**Work to complete**
A line below contains "pub mod union_find;", and a later one contains "pub use union_find::DisjointSet;". Repeat both, with every line between them, exactly.

[Dataset entries]
========

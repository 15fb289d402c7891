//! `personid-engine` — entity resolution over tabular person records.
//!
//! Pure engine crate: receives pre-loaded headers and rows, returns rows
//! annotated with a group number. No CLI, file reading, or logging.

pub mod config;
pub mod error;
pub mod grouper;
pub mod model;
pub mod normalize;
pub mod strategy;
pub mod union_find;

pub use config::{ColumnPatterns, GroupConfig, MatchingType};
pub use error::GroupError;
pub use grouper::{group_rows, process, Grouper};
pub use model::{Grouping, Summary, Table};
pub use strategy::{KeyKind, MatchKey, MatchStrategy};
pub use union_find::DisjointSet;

========

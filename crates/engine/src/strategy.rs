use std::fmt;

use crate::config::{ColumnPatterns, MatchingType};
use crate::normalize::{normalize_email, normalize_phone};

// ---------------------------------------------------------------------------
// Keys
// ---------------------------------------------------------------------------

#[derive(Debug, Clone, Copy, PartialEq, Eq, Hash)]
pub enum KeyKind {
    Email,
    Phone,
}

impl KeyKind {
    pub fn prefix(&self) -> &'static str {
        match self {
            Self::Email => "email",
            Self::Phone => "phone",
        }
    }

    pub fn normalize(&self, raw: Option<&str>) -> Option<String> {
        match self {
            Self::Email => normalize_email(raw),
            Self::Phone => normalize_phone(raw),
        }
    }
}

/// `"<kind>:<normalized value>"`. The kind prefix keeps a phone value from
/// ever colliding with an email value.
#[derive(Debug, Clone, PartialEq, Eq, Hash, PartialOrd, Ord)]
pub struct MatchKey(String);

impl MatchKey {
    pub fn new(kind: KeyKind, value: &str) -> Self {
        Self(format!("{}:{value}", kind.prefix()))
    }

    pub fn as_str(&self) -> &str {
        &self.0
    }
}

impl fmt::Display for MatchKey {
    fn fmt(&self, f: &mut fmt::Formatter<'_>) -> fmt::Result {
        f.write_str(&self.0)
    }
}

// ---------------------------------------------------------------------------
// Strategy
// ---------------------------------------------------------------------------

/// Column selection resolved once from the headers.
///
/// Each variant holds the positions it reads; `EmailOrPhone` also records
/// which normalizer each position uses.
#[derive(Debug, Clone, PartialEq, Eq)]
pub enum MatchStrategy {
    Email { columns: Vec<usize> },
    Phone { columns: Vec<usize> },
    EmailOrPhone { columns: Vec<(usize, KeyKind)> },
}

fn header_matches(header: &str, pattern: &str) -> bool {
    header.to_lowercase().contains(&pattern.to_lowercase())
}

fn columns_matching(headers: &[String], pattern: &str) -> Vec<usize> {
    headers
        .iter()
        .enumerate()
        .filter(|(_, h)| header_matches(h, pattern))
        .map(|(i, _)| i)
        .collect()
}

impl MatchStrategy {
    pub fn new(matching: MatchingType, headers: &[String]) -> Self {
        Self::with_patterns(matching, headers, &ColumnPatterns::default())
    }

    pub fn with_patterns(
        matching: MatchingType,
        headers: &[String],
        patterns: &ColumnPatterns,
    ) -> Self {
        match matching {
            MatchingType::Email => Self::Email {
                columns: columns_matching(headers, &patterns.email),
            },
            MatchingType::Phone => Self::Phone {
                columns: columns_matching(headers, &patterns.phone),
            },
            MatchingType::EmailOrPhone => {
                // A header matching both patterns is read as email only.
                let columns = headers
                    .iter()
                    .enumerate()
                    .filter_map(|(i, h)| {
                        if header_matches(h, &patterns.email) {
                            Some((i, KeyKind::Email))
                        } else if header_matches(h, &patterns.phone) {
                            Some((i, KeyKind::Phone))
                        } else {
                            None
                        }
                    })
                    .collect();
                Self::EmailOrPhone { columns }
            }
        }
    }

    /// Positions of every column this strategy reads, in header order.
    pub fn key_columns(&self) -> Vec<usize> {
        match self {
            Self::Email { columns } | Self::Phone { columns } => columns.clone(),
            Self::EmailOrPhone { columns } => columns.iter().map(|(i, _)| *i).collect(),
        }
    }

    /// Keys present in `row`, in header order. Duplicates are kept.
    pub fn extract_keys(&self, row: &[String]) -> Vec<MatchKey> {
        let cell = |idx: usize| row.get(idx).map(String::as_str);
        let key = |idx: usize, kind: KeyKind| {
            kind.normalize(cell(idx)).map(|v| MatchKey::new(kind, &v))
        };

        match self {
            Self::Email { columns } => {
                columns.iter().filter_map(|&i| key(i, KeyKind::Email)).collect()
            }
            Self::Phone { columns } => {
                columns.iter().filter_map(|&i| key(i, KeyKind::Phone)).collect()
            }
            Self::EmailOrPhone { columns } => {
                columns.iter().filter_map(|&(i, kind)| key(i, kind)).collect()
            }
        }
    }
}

========

**Your response**
pub mod union_find;

pub use config::{ColumnPatterns, GroupConfig, MatchingType};
pub use error::GroupError;
pub use grouper::{group_rows, process, Grouper};
pub use model::{Grouping, Summary, Table};
pub use strategy::{KeyKind, MatchKey, MatchStrategy};
pub use union_find::DisjointSet;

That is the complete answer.